Tuesday, October 14, 2008

nervous wreck.

today, i published my first two books, "Porkchop's Farm" and "Porkchop's Farm Family". i have been working on them for what seems like forever but really it's only been about six months. it all started back in may when my dad thought it would be nice to have some photography books for his early childhood development center. i had simultaneously been wanting to create a children's book. my dad graciously commissioned the development of two books featuring photos of my farm. since then, i have been traipsing around in the fields patiently waiting for goats, cows, pigs, donkeys, dogs, and one uncompromising llama to conjure specific scenes.

i did the final proof and uploaded them to blurb.com this morning. you would think i would be beaming with joy. instead, i'm a nervous wreck. i thought i was going to throw up when i hit the "upload" button. why? i don't really know. part of me feels like the books aren't finished. but hey, that's what sequels are for, right? but the other part of me feels like i'm just fooling everybody. i get the same sick feeling when i submit a piece of art to a gallery. this isn't art. this isn't work. it's me playing with a bunch of animals and wrapping it up neatly in a wooden frame or hard-bound book and asking for a hand-out.
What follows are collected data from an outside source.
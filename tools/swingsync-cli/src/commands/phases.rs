//! Print the key poses of a recording.

use std::path::PathBuf;

use swingsync_common::config::AppConfig;
use swingsync_motion_core::PhaseDetector;

use super::open_recording;

pub fn run(config: &AppConfig, recording: PathBuf, json: bool) -> anyhow::Result<()> {
    let recording = open_recording(&recording, config)?;
    let poses = PhaseDetector::new(config.analysis.clone()).detect(&recording.sequence);

    if json {
        println!("{}", serde_json::to_string_pretty(&poses)?);
        return Ok(());
    }

    if poses.is_empty() {
        println!("No swing phases detected ({} frames).", recording.sequence.len());
        return Ok(());
    }

    println!("{:<15} {:>6} {:>9} {:>6}", "PHASE", "FRAME", "TIME(ms)", "CONF");
    for pose in &poses {
        println!(
            "{:<15} {:>6} {:>9} {:>6.2}",
            pose.kind.as_str(),
            pose.frame_index,
            pose.timestamp,
            pose.confidence
        );
    }
    Ok(())
}
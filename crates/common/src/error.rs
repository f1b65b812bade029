//! Error types shared across SwingSync crates.

use std::path::PathBuf;

/// Top-level error type for SwingSync operations.
#[derive(Debug, thiserror::Error)]
pub enum SwingsyncError {
    #[error("Invalid input: {message}")]
    InvalidInput { message: String },

    #[error("Storage error: {message}")]
    Storage { message: String },

    #[error("Configuration error: {message}")]
    Config { message: String },

    #[error("File not found: {path}")]
    FileNotFound { path: PathBuf },

    #[error("Analysis result not found: {id}")]
    ResultNotFound { id: String },

    #[error(transparent)]
    Io(#[from] std::io::Error),

    #[error(transparent)]
    Json(#[from] serde_json::Error),

    #[error(transparent)]
    Other(#[from] anyhow::Error),
}

/// Result type alias using SwingsyncError.
pub type SwingsyncResult<T> = Result<T, SwingsyncError>;

impl SwingsyncError {
    pub fn invalid_input(msg: impl Into<String>) -> Self {
        Self::InvalidInput {
            message: msg.into(),
        }
    }

    pub fn storage(msg: impl Into<String>) -> Self {
        Self::Storage {
            message: msg.into(),
        }
    }

    pub fn config(msg: impl Into<String>) -> Self {
        Self::Config {
            message: msg.into(),
        }
    }

    pub fn result_not_found(id: impl Into<String>) -> Self {
        Self::ResultNotFound { id: id.into() }
    }
}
or maybe it's just all the pizza i ate for breakfast????

1 comment:

Anonymous said...

larissa, i can totally see how you can be thinking that. I mean i make doggie shirts and most of the time i think how goofy it is and who would buy these??
but i did read those books at your house and i think you have something there.
you have a unique outlook on things and it comes through in the different art that you do.
i don't get the chance to read many children's books but i thought the pictures were amazing & the stories are really cute. i think they teach about different animals but also the message of.. what you might be looking for might just be there all along. thats what i got out of it anyway.
its scary to put your stuff out there to be judged but you have to take a chance!